Filter the entries below, keeping only lines with "other".

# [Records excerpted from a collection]
++++++

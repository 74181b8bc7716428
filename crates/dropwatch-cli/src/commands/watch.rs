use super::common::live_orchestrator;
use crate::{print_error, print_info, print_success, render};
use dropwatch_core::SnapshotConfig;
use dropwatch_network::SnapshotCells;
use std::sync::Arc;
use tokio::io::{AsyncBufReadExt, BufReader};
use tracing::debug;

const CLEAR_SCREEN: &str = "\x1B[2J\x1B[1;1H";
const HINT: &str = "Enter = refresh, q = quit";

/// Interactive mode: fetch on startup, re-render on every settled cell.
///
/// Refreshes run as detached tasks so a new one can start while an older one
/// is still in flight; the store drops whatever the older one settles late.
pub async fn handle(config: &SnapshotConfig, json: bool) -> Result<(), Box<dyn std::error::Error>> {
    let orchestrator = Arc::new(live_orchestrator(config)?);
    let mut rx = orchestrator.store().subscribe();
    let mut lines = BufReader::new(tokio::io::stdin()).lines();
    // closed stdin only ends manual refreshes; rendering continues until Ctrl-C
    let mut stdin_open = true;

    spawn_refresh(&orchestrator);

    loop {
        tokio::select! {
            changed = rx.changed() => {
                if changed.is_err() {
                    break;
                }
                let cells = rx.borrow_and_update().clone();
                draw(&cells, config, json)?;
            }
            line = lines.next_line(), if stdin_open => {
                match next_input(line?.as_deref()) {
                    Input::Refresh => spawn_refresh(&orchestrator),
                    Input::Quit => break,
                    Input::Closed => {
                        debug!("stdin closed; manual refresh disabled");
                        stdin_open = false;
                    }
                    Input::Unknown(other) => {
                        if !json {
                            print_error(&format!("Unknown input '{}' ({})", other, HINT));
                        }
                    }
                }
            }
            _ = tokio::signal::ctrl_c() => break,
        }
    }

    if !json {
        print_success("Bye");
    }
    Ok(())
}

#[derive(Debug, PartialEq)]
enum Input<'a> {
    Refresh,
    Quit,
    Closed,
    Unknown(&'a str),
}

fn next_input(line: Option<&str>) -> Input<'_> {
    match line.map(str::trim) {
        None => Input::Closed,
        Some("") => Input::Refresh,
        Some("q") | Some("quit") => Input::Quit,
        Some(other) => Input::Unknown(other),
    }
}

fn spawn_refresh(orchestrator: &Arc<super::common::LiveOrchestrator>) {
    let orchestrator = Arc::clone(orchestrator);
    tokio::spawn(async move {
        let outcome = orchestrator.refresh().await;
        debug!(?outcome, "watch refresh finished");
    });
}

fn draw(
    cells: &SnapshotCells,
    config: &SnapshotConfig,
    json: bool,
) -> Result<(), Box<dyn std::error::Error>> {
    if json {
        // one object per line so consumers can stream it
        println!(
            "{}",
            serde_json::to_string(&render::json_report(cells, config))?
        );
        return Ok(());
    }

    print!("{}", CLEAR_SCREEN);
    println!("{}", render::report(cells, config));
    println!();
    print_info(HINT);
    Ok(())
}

++++++

# [Solution to this exercise]
                    Input::Unknown(other) => {
                            print_error(&format!("Unknown input '{}' ({})", other, HINT));
        Some(other) => Input::Unknown(other),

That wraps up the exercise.